--- The task ---
Reproduce the complete set of records, exactly as they appear.
--- Data to use ---
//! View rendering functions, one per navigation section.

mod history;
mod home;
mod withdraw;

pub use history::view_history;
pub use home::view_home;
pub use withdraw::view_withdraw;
---
--- Output for this exercise ---
//! View rendering functions, one per navigation section.

mod history;
mod home;
mod withdraw;

pub use history::view_history;
pub use home::view_home;
pub use withdraw::view_withdraw;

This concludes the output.